[Start of Attachment]
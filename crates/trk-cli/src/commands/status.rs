//! Status command for showing identity, device profile and queue size.

use std::collections::BTreeMap;
use std::io::Write;
use std::path::Path;

use anyhow::Result;

use trk_client::KEY_IDENTITY;
use trk_core::DeviceProfile;
use trk_core::device::{KEY_SYSTEM_NAME, KEY_SYSTEM_VERSION};
use trk_store::{Database, PreferenceStore};

pub fn run<W: Write>(writer: &mut W, db: &mut Database, database_path: &Path) -> Result<()> {
    let preferences = db.load_preferences()?;
    let pending = db.pending_count()?;

    render(
        writer,
        database_path,
        &preferences,
        pending,
        &DeviceProfile::current(),
    )
}

fn render<W: Write>(
    writer: &mut W,
    database_path: &Path,
    preferences: &BTreeMap<String, String>,
    pending: usize,
    current: &DeviceProfile,
) -> Result<()> {
    writeln!(writer, "Tracker status")?;
    writeln!(writer, "Database: {}", database_path.display())?;
    writeln!(
        writer,
        "Identity: {}",
        preferences.get(KEY_IDENTITY).map_or("none", String::as_str)
    )?;

    match (
        preferences.get(KEY_SYSTEM_NAME),
        preferences.get(KEY_SYSTEM_VERSION),
    ) {
        (Some(name), Some(version)) => writeln!(writer, "Sent device: {name} {version}")?,
        _ => writeln!(writer, "Sent device: none")?,
    }
    writeln!(
        writer,
        "Current device: {} {}",
        current.system_name, current.system_version
    )?;
    if current.needs_resend(preferences) {
        writeln!(writer, "Device profile will be sent on next run.")?;
    }

    writeln!(writer, "Pending requests: {pending}")?;
    Ok(())
}

#[cfg(test)]
mod tests {
    use super::*;

    use insta::assert_snapshot;
    use trk_store::QueueStore;

    fn device() -> DeviceProfile {
        DeviceProfile::new("linux", "6.1")
    }

    #[test]
    fn status_on_fresh_database() {
        let mut output = Vec::new();
        render(
            &mut output,
            Path::new("/data/trk.db"),
            &BTreeMap::new(),
            0,
            &device(),
        )
        .unwrap();

        assert_snapshot!(String::from_utf8(output).unwrap(), @r"
        Tracker status
        Database: /data/trk.db
        Identity: none
        Sent device: none
        Current device: linux 6.1
        Device profile will be sent on next run.
        Pending requests: 0
        ");
    }

    #[test]
    fn status_with_stored_identity_and_profile() {
        let preferences: BTreeMap<String, String> = [
            (KEY_IDENTITY, "user@example.com"),
            (KEY_SYSTEM_NAME, "linux"),
            (KEY_SYSTEM_VERSION, "6.1"),
        ]
        .into_iter()
        .map(|(k, v)| (k.to_string(), v.to_string()))
        .collect();

        let mut output = Vec::new();
        render(
            &mut output,
            Path::new("/data/trk.db"),
            &preferences,
            3,
            &device(),
        )
        .unwrap();

        assert_snapshot!(String::from_utf8(output).unwrap(), @r"
        Tracker status
        Database: /data/trk.db
        Identity: user@example.com
        Sent device: linux 6.1
        Current device: linux 6.1
        Pending requests: 3
        ");
    }

    #[test]
    fn status_command_reads_database() {
        let temp = tempfile::tempdir().unwrap();
        let db_path = temp.path().join("trk.db");
        let mut db = Database::open(&db_path).unwrap();
        db.save_preferences(&[(KEY_IDENTITY, "anon-1")]).unwrap();
        db.save_queue(&["https://trk.kissmetrics.com/e?_k=k".to_string()])
            .unwrap();

        let mut output = Vec::new();
        run(&mut output, &mut db, &db_path).unwrap();

        let output = String::from_utf8(output).unwrap();
        let output = output.replace(&db_path.display().to_string(), "[TEMP]/trk.db");
        assert!(output.contains("Database: [TEMP]/trk.db\n"));
        assert!(output.contains("Identity: anon-1\n"));
        assert!(output.ends_with("Pending requests: 1\n"));
    }
}
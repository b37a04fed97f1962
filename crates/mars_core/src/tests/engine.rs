use super::*;

#[test]
fn tick_advances_time_and_pulse() {
    let content = test_content();
    let mut state = test_state(&content);
    tick_once(&mut state, &[], &content, 10.0);
    tick_once(&mut state, &[], &content, 15.0);
    assert_eq!(state.meta.pulse, 2);
    assert!((state.meta.time.total_millisols() - 25.0).abs() < 1e-9);
}

#[test]
fn empty_or_stale_pulses_are_ignored() {
    let content = test_content();
    let mut state = test_state(&content);
    let mut rng = make_rng();

    let empty = Pulse {
        id: 0,
        elapsed: 0.0,
        time: state.meta.time,
    };
    assert!(tick(&mut state, &[], &content, &mut rng, EventLevel::Normal, &empty).is_empty());

    let backwards = Pulse {
        id: 0,
        elapsed: 10.0,
        time: state.meta.time,
    };
    assert!(tick(&mut state, &[], &content, &mut rng, EventLevel::Normal, &backwards).is_empty());

    let nan = Pulse {
        id: 0,
        elapsed: f64::NAN,
        time: state.meta.time.plus(10.0),
    };
    assert!(tick(&mut state, &[], &content, &mut rng, EventLevel::Normal, &nan).is_empty());

    assert_eq!(state.meta.pulse, 0);
    assert!(state.agents.values().all(|a| a.mind.task.is_none()));
}

#[test]
fn event_ids_increase_across_pulses() {
    let content = test_content();
    let mut state = test_state(&content);
    let events = run_pulses(&mut state, &content, &mut make_rng(), 20, 10.0);
    assert!(!events.is_empty());
    for pair in events.windows(2) {
        assert!(pair[0].id < pair[1].id, "{} then {}", pair[0].id, pair[1].id);
        assert!(pair[0].pulse <= pair[1].pulse);
    }
    assert_eq!(state.counters.next_event_id as usize, events.len());
}

#[test]
fn phase_changes_only_at_debug_level() {
    let content = test_content();
    let mut state = test_state(&content);
    let events = run_pulses(&mut state, &content, &mut make_rng(), 80, 10.0);
    assert_eq!(
        count_events(&events, |e| matches!(e, Event::TaskPhaseChanged { .. })),
        0
    );
}

#[test]
fn state_survives_a_json_round_trip_mid_run() {
    let content = test_content();
    let mut state = test_state(&content);
    let mut rng = make_rng();
    run_pulses(&mut state, &content, &mut rng, 30, 10.0);

    let json = serde_json::to_string(&state).unwrap();
    let mut restored: GameState = serde_json::from_str(&json).unwrap();
    let mut rng_copy = rng.clone();
    let a = run_pulses(&mut state, &content, &mut rng, 10, 10.0);
    let b = run_pulses(&mut restored, &content, &mut rng_copy, 10, 10.0);
    assert_eq!(
        serde_json::to_string(&a).unwrap(),
        serde_json::to_string(&b).unwrap()
    );
}
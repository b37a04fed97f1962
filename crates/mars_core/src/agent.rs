//! Colonists and robots.

use std::collections::BTreeMap;

use serde::{Deserialize, Serialize};

use crate::task::Task;
use crate::{AgentId, Constants, ContainerId, Coordinates, MissionId, SettlementId, VehicleId};

#[derive(Debug, Clone, Copy, PartialEq, Eq, Hash, Serialize, Deserialize)]
pub enum AgentKind {
    Person,
    Robot,
}

/// Where an agent physically is.
#[derive(Debug, Clone, PartialEq, Eq, Serialize, Deserialize)]
pub enum Placement {
    Settlement(SettlementId),
    Vehicle(VehicleId),
    /// On the surface, in an EVA suit.
    Outside,
}

impl Placement {
    /// The ledger container an agent inside this placement draws from.
    pub fn container(&self) -> Option<ContainerId> {
        match self {
            Placement::Settlement(id) => Some(ContainerId::from(id)),
            Placement::Vehicle(id) => Some(ContainerId::from(id)),
            Placement::Outside => None,
        }
    }

    pub fn settlement(&self) -> Option<&SettlementId> {
        match self {
            Placement::Settlement(id) => Some(id),
            _ => None,
        }
    }
}

#[derive(Debug, Clone, Copy, PartialEq, Eq, PartialOrd, Ord, Hash, Serialize, Deserialize)]
pub enum SkillKind {
    Mechanics,
    Materials,
    Areology,
    Driving,
    EvaOperations,
}

#[derive(Debug, Clone, Copy, PartialEq, Eq, Hash, Serialize, Deserialize)]
pub enum Job {
    Unassigned,
    Engineer,
    Technician,
    Areologist,
    Pilot,
}

#[derive(Debug, Clone, Copy, PartialEq, Eq, Hash, Serialize, Deserialize)]
pub enum Role {
    Commander,
    Engineer,
    Scientist,
    Crew,
}

/// Fatigue, hunger and stress on a 0-1000 scale. Persons only.
#[derive(Debug, Clone, Default, Serialize, Deserialize)]
pub struct PhysicalCondition {
    pub fatigue: f64,
    pub hunger: f64,
    pub stress: f64,
}

impl PhysicalCondition {
    pub fn accrue(&mut self, millisols: f64, constants: &Constants) {
        self.fatigue = (self.fatigue + constants.fatigue_per_millisol * millisols).min(1000.0);
        self.hunger += constants.hunger_per_millisol * millisols;
        self.stress = (self.stress + constants.stress_per_millisol * millisols).min(1000.0);
    }

    /// 1.0 when rested and fed, falling toward 0.1.
    pub fn performance(&self, constants: &Constants) -> f64 {
        let fatigue_penalty = (self.fatigue - constants.sleep_threshold).max(0.0) / 1000.0;
        let hunger_penalty = (self.hunger - constants.hunger_threshold).max(0.0) / 1000.0;
        let stress_penalty = (self.stress - 500.0).max(0.0) / 2000.0;
        ((1.0 - fatigue_penalty) * (1.0 - hunger_penalty) * (1.0 - stress_penalty)).clamp(0.1, 1.0)
    }

    pub fn is_starving(&self, constants: &Constants) -> bool {
        self.hunger >= constants.starvation_threshold
    }

    pub fn fit_for_eva(&self, constants: &Constants) -> bool {
        self.fatigue < constants.max_eva_fatigue && self.hunger < constants.hunger_interrupt_threshold
    }
}

#[derive(Debug, Clone, Default, PartialEq, Serialize, Deserialize)]
pub struct SkillState {
    pub level: u32,
    pub experience: f64,
}

#[derive(Debug, Clone, Default, Serialize, Deserialize)]
pub struct SkillLedger(pub BTreeMap<SkillKind, SkillState>);

impl SkillLedger {
    pub fn with_levels(levels: &[(SkillKind, u32)]) -> Self {
        Self(
            levels
                .iter()
                .map(|(skill, level)| {
                    (
                        *skill,
                        SkillState {
                            level: *level,
                            experience: 0.0,
                        },
                    )
                })
                .collect(),
        )
    }

    pub fn level(&self, skill: SkillKind) -> u32 {
        self.0.get(&skill).map_or(0, |s| s.level)
    }

    /// Adds experience; each level costs `per_level * (level + 1)`.
    pub fn add_experience(&mut self, skill: SkillKind, amount: f64, per_level: f64) {
        if amount <= 0.0 || per_level <= 0.0 {
            return;
        }
        let state = self.0.entry(skill).or_default();
        state.experience += amount;
        loop {
            let cost = per_level * f64::from(state.level + 1);
            if state.experience < cost {
                break;
            }
            state.experience -= cost;
            state.level += 1;
        }
    }
}

/// Work-rate multiplier for a skill level.
pub fn skill_efficiency(level: u32) -> f64 {
    match level {
        0 => 0.5,
        1 => 1.0,
        n => 1.0 + 0.2 * f64::from(n),
    }
}

/// Task-selection state.
#[derive(Debug, Clone, Default, Serialize, Deserialize)]
pub struct Mind {
    pub task: Option<Task>,
    pub mission: Option<MissionId>,
    /// Consecutive calls in which the current task made no progress.
    pub stalled_calls: u32,
}

#[derive(Debug, Clone, Serialize, Deserialize)]
pub struct AgentState {
    pub id: AgentId,
    pub name: String,
    pub kind: AgentKind,
    pub home: SettlementId,
    pub placement: Placement,
    pub location: Coordinates,
    /// `None` for robots.
    pub condition: Option<PhysicalCondition>,
    pub skills: SkillLedger,
    pub job: Job,
    pub role: Role,
    pub mind: Mind,
    pub alive: bool,
}

impl AgentState {
    pub fn is_person(&self) -> bool {
        self.kind == AgentKind::Person
    }

    /// The agent's own carry container (samples, collected resources).
    pub fn container(&self) -> ContainerId {
        ContainerId::from(&self.id)
    }

    pub fn performance(&self, constants: &Constants) -> f64 {
        self.condition
            .as_ref()
            .map_or(1.0, |c| c.performance(constants))
    }

    pub fn efficiency(&self, skill: SkillKind, constants: &Constants) -> f64 {
        skill_efficiency(self.skills.level(skill)) * self.performance(constants)
    }

    pub fn fit_for_eva(&self, constants: &Constants) -> bool {
        self.is_person()
            && self
                .condition
                .as_ref()
                .is_some_and(|c| c.fit_for_eva(constants))
    }

    pub fn settlement(&self) -> Option<&SettlementId> {
        self.placement.settlement()
    }
}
[End of Attachment]
### Task requirements
Retype the records above, but only those lines that fall between the line containing "filename crates/mars_core/src/agent.rs" and the line containing "placement draws from.", with both of those lines included, exactly as written.

### Task output
filename crates/mars_core/src/agent.rs
//! Colonists and robots.

use std::collections::BTreeMap;

use serde::{Deserialize, Serialize};

use crate::task::Task;
use crate::{AgentId, Constants, ContainerId, Coordinates, MissionId, SettlementId, VehicleId};

#[derive(Debug, Clone, Copy, PartialEq, Eq, Hash, Serialize, Deserialize)]
pub enum AgentKind {
    Person,
    Robot,
}

/// Where an agent physically is.
#[derive(Debug, Clone, PartialEq, Eq, Serialize, Deserialize)]
pub enum Placement {
    Settlement(SettlementId),
    Vehicle(VehicleId),
    /// On the surface, in an EVA suit.
    Outside,
}

impl Placement {
    /// The ledger container an agent inside this placement draws from.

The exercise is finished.